Las caravanas de migrantes han puesto al desnudo nuestras graves incongruencias, la profundidad de la crisis moral y política que aqueja al Estado.

Policrisis y policrítica, como le gustaba denominarla al filósofo querido (Tuti Pereira). “Una cascada de crisis (…) que amenazan el cumplimiento de los objetivos del desarrollo sostenible”, como señaló el secretario ejecutivo de la CEPAL, José Manuel Salazar, al presentar en la UNAM el más reciente informe de la Comisión “Hacia la transformación del modelo de desarrollo en América Latina y el Caribe: producción, inclusión y sostenibilidad” (2022). Pero ahora más: necedad y miopía de los poderes; egoísmo rampante cuando se trata de abordar perfiles y coordenadas básicas de la cuestión social; mares de desprotección de comunidades enteras, ríos de llanto y sangre. Y, en estos días, mucho sudor sin que aparezca por ahí un émulo de Churchill para darle sentido de historia y esperanza a lo que visto de frente es solo una tragedia.

Nuestro país ha topado con las expresiones más dolorosas de la desesperación humana, siempre dispuestas a traducirse en dolor de los miles y millones de migrantes que solo buscan alejarse del horror criminal y del terror que imponen el hambre y el frío. Sin techo, con apenas unos mendrugos, vemos imágenes que desmienten los discursos del progreso “inmaculado”: la caminata desde Tapachula de miles de personas, de emigrantes que “no buscan ni quieren desafiar al presidente” y su gobierno, sólo reclaman oídos para su mensaje y disposición genuina del poder para establecer un intercambio, un elemental diálogo, sin el cual no puede haber deliberación ninguna que ofrezca rutas transitables a una de por sí infernal circunstancia, agravada por grupos criminales a lo largo del territorio nacional.

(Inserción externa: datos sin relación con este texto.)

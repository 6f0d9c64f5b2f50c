/// Shortest accepted period.
pub const MIN_PERIOD_MS: f64 = 1.0;

/// Repeating timer driven by elapsed wall time.
///
/// Mirrors `setInterval`: the first fire happens one full period after
/// `start`, and a stopped timer never fires. Unlike a fixed-step accumulator
/// it fires at most once per `advance` call; periods missed while the page
/// was throttled are dropped instead of replayed in a burst.
#[derive(Debug, Clone)]
pub struct Interval {
    /// Period in milliseconds.
    period: f64,
    /// Time accumulated since the last fire.
    elapsed: f64,
    running: bool,
}

impl Interval {
    /// Create a stopped timer. Periods below 1ms (or NaN) are raised to 1ms.
    pub fn new(period_ms: f64) -> Self {
        Self {
            period: period_ms.max(MIN_PERIOD_MS),
            elapsed: 0.0,
            running: false,
        }
    }

    /// (Re)start the timer. The phase is reset.
    pub fn start(&mut self) {
        self.elapsed = 0.0;
        self.running = true;
    }

    pub fn stop(&mut self) {
        self.running = false;
        self.elapsed = 0.0;
    }

    pub fn is_running(&self) -> bool {
        self.running
    }

    /// Add elapsed time. Returns `true` if the timer fired.
    pub fn advance(&mut self, dt_ms: f64) -> bool {
        if !self.running || dt_ms <= 0.0 {
            return false;
        }
        self.elapsed += dt_ms;
        if self.elapsed < self.period {
            return false;
        }
        // Keep the phase, discard whole periods beyond the first.
        self.elapsed = (self.elapsed - self.period) % self.period;
        true
    }

    /// The period in milliseconds.
    pub fn period(&self) -> f64 {
        self.period
    }
}

#[cfg(test)]
mod tests {
    use super::*;

    #[test]
    fn stopped_timer_never_fires() {
        let mut t = Interval::new(100.0);
        assert!(!t.advance(1000.0));
    }

    #[test]
    fn fires_once_per_period() {
        let mut t = Interval::new(100.0);
        t.start();
        assert!(!t.advance(60.0));
        assert!(t.advance(40.0));
        assert!(!t.advance(99.0));
        assert!(t.advance(1.0));
    }

    #[test]
    fn long_stall_fires_once() {
        let mut t = Interval::new(100.0);
        t.start();
        assert!(t.advance(1050.0));
        // 50ms of phase carried over, not ten queued fires.
        assert!(!t.advance(40.0));
        assert!(t.advance(10.0));
    }

    #[test]
    fn zero_period_is_clamped() {
        let mut t = Interval::new(0.0);
        assert_eq!(t.period(), MIN_PERIOD_MS);
        t.start();
        assert!(!t.advance(0.5));
        assert!(t.advance(0.5));
        assert!(!t.advance(0.25));

        assert_eq!(Interval::new(f64::NAN).period(), MIN_PERIOD_MS);
    }

    #[test]
    fn restart_resets_phase() {
        let mut t = Interval::new(200.0);
        t.start();
        t.advance(150.0);
        t.stop();
        assert!(!t.is_running());
        t.start();
        assert!(!t.advance(150.0));
        assert!(t.advance(50.0));
    }
}
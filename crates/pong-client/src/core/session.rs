use crate::api::types::GameState;
use crate::bridge::protocol::RequestId;

/// One played game: the server-issued id and the newest state applied to it.
#[derive(Debug, Clone, PartialEq)]
pub struct Session {
    game_id: String,
    state: GameState,
    /// Request whose reply produced `state`. Replies to older requests are stale.
    applied: RequestId,
}

impl Session {
    /// A fresh session from a `/start` reply.
    pub fn new(game_id: String, state: GameState, started_by: RequestId) -> Self {
        Self {
            game_id,
            state,
            applied: started_by,
        }
    }

    pub fn game_id(&self) -> &str {
        &self.game_id
    }

    pub fn state(&self) -> &GameState {
        &self.state
    }

    /// Replace the state with the reply to request `id`.
    ///
    /// Returns `false` (leaving the state untouched) if a reply to a newer
    /// request has already been applied.
    pub fn apply(&mut self, id: RequestId, state: GameState) -> bool {
        if id <= self.applied {
            return false;
        }
        self.applied = id;
        self.state = state;
        true
    }
}

#[cfg(test)]
mod tests {
    use super::*;

    fn scored(player_score: u32) -> GameState {
        GameState {
            player_score,
            ..GameState::default()
        }
    }

    #[test]
    fn newer_reply_replaces_state() {
        let mut s = Session::new("g1".into(), scored(0), RequestId(1));
        assert!(s.apply(RequestId(3), scored(1)));
        assert_eq!(s.state().player_score, 1);
        assert_eq!(s.game_id(), "g1");
    }

    #[test]
    fn older_reply_is_discarded() {
        let mut s = Session::new("g1".into(), scored(0), RequestId(1));
        assert!(s.apply(RequestId(5), scored(2)));
        assert!(!s.apply(RequestId(4), scored(1)));
        assert!(!s.apply(RequestId(5), scored(9)));
        assert_eq!(s.state().player_score, 2);
    }
}
/// Configuration for the client, with defaults matching the stock backend.
#[derive(Debug, Clone, PartialEq)]
pub struct ClientConfig {
    /// Base URL of the game server (default: `http://localhost:5000`).
    pub api_url: String,
    /// Period of the state poll timer in milliseconds (default: 200).
    pub poll_interval_ms: f64,
    /// Period of the input send timer in milliseconds (default: 100).
    pub input_interval_ms: f64,
    /// Period of the browser interval that drives both timers (default: 25).
    pub tick_ms: u32,
}

impl Default for ClientConfig {
    fn default() -> Self {
        Self {
            api_url: "http://localhost:5000".to_string(),
            poll_interval_ms: 200.0,
            input_interval_ms: 100.0,
            tick_ms: 25,
        }
    }
}

impl ClientConfig {
    /// Point the client at a different server. A trailing slash is dropped.
    pub fn with_api_url(mut self, url: impl Into<String>) -> Self {
        let url = url.into();
        self.api_url = url.trim_end_matches('/').to_string();
        self
    }

    /// Join the base URL with an endpoint path (which starts with `/`).
    pub fn url(&self, path: &str) -> String {
        format!("{}{}", self.api_url, path)
    }
}
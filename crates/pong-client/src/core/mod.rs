pub mod controller;
pub mod session;
pub mod time;
//! DOM contract with the host page.
//!
//! Element IDs are fixed; `connection-status` is optional.

use pong_client::{HighScoreBoard, UiEffect};
use wasm_bindgen::{JsCast, JsValue};
use web_sys::{Document, Element, HtmlButtonElement, HtmlCanvasElement, HtmlInputElement};

use crate::canvas::CanvasSurface;

pub const CANVAS_ID: &str = "pong-canvas";
pub const SCOREBOARD_ID: &str = "scoreboard";
pub const ENDGAME_MODAL_ID: &str = "endgame-modal";
pub const ENDGAME_MESSAGE_ID: &str = "endgame-message";
pub const USERNAME_ID: &str = "username";
pub const SAVE_SCORE_BTN_ID: &str = "save-score-btn";
pub const PLAY_AGAIN_BTN_ID: &str = "play-again-btn";
pub const HIGHSCORES_ID: &str = "highscores";
pub const STATUS_ID: &str = "connection-status";

/// CSS class toggled on the end-game modal.
const HIDDEN_CLASS: &str = "hidden";
/// Canvas attribute that overrides the API base URL.
const API_URL_ATTR: &str = "data-api-url";

/// Handles to every element the client reads or writes.
pub struct Page {
    document: Document,
    pub canvas: HtmlCanvasElement,
    surface: CanvasSurface,
    scoreboard: Element,
    modal: Element,
    message: Element,
    pub username: HtmlInputElement,
    pub save_button: HtmlButtonElement,
    pub play_again_button: Element,
    highscores: Element,
    status: Option<Element>,
}

impl Page {
    /// Look up all elements. Fails if a required one is missing or has the wrong type.
    pub fn locate(document: &Document) -> Result<Self, JsValue> {
        let canvas: HtmlCanvasElement = typed(document, CANVAS_ID)?;
        let surface = CanvasSurface::from_canvas(&canvas)?;
        Ok(Self {
            document: document.clone(),
            surface,
            canvas,
            scoreboard: required(document, SCOREBOARD_ID)?,
            modal: required(document, ENDGAME_MODAL_ID)?,
            message: required(document, ENDGAME_MESSAGE_ID)?,
            username: typed(document, USERNAME_ID)?,
            save_button: typed(document, SAVE_SCORE_BTN_ID)?,
            play_again_button: required(document, PLAY_AGAIN_BTN_ID)?,
            highscores: required(document, HIGHSCORES_ID)?,
            status: document.get_element_by_id(STATUS_ID),
        })
    }

    /// API base URL from the canvas's `data-api-url` attribute, if set.
    pub fn api_url_override(&self) -> Option<String> {
        self.canvas
            .get_attribute(API_URL_ATTR)
            .filter(|url| !url.trim().is_empty())
    }

    pub fn username_value(&self) -> String {
        self.username.value()
    }

    pub fn apply(&mut self, effect: UiEffect) -> Result<(), JsValue> {
        match effect {
            UiEffect::Render { frame, scoreboard } => {
                frame.replay(&mut self.surface);
                self.scoreboard.set_text_content(Some(&scoreboard));
            }
            UiEffect::ShowEndgame { message } => {
                self.modal.class_list().remove_1(HIDDEN_CLASS)?;
                self.message.set_text_content(Some(message));
            }
            UiEffect::HideEndgame => {
                self.modal.class_list().add_1(HIDDEN_CLASS)?;
                self.username.set_value("");
            }
            UiEffect::SetSaveEnabled(enabled) => self.save_button.set_disabled(!enabled),
            UiEffect::ShowHighScores(board) => self.render_high_scores(&board)?,
            UiEffect::SetStatus(status) => {
                if let Some(el) = &self.status {
                    el.set_text_content(Some(&status.label()));
                }
            }
        }
        Ok(())
    }

    /// Replace the panel with a heading and an ordered list. Entries go in as
    /// text, so usernames are never interpreted as markup.
    fn render_high_scores(&self, board: &HighScoreBoard) -> Result<(), JsValue> {
        self.highscores.set_text_content(None);

        let heading = self.document.create_element("h3")?;
        heading.set_text_content(Some(board.heading));
        self.highscores.append_child(&heading)?;

        let list = self.document.create_element("ol")?;
        for line in &board.lines {
            let item = self.document.create_element("li")?;
            item.set_text_content(Some(line));
            list.append_child(&item)?;
        }
        self.highscores.append_child(&list)?;
        Ok(())
    }
}

fn required(document: &Document, id: &str) -> Result<Element, JsValue> {
    document
        .get_element_by_id(id)
        .ok_or_else(|| JsValue::from_str(&format!("missing element #{}", id)))
}

fn typed<T: JsCast>(document: &Document, id: &str) -> Result<T, JsValue> {
    required(document, id)?
        .dyn_into::<T>()
        .map_err(|_| JsValue::from_str(&format!("element #{} has the wrong type", id)))
}
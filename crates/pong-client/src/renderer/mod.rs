pub mod frame;
pub mod traits;

pub use frame::{build_frame, scoreboard_text, DrawCommand, Frame};
pub use traits::Surface;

Son miles, se habla de más de cuatro mil, pero pueden ser muchos más, quienes atestiguan el cinismo y la desnudez de unos poderes corrompidos y poseídos por el egoísmo y la avidez de ganancias prontas y fáciles. Los humanos rechazamos nuestro pretendido discernimiento y presuntuosa racionalidad cuando negamos evidencias inmediatas y obvias, y optamos por “no mirar” lo que nos inoportuna. Sin embargo, lo reconozcamos o no, esos contingentes que marchan sin cesar por los caminos de México nos están mostrando la urgencia de restaurar entre nosotros el núcleo esencial de racionalidad y compasión que gobierna reflejos y sentimientos a la vez que exige que las cualidades y atributos que nos distinguen del resto de las especies y nos vuelven singulares, se pongan en juego para hacer que nuestros entendimientos, mediados por la política, sean solidarios.

Pensar y actuar de emergencia, con el mayor rigor posible; nunca más a los episodios sangrientos de Ciudad Juárez, San Luis Potosí, San Fernando…

Nuestra postura ante la migración internacional, en la cual nuestros paisanos forman filas centenarias, es una vergüenza, una ignominia que no se lavará con chivos expiatorios. Mucho menos con majaderas manipulaciones de los hechos y sus secuelas.

Nos urge construir una elemental coherencia, política y moral. De las autoridades, actitudes firmes y claras; de todos nosotros, un reclamo sostenido que pueda empezar a (re)tejer una política solidaria y comprometida.

Frente al bochorno, no cabe pretender una distancia “fría” que fácilmente puede convertirse en desafane o (auto)victimización. Esos millones de personas, marchistas anónimos que, acompañados por hijos y esposas, ancianas y discapacitados, nos arrojan a la cara nuestras fallas ancestrales: las que dibujan nuestras desigualdades y expoliaciones; las que perfilan una situación laboral desamparada, una salud abandonada, una educación arrinconada.

Las caravanas de migrantes han puesto al desnudo nuestras graves incongruencias, la profundidad de la crisis moral y política que aqueja al Estado: la incuria burocrática; la fragilidad de todas las fuerzas políticas para afrontar una situación que claramente las desborda. La desmesura de los medios informativos que convierten el sufrimiento en diversión cínica.

La emigración debería ser motivo para replantear la necesidad urgente de una efectiva reforma del Estado, para volverlo Estado social y comprometido con la justicia. Lo que no es.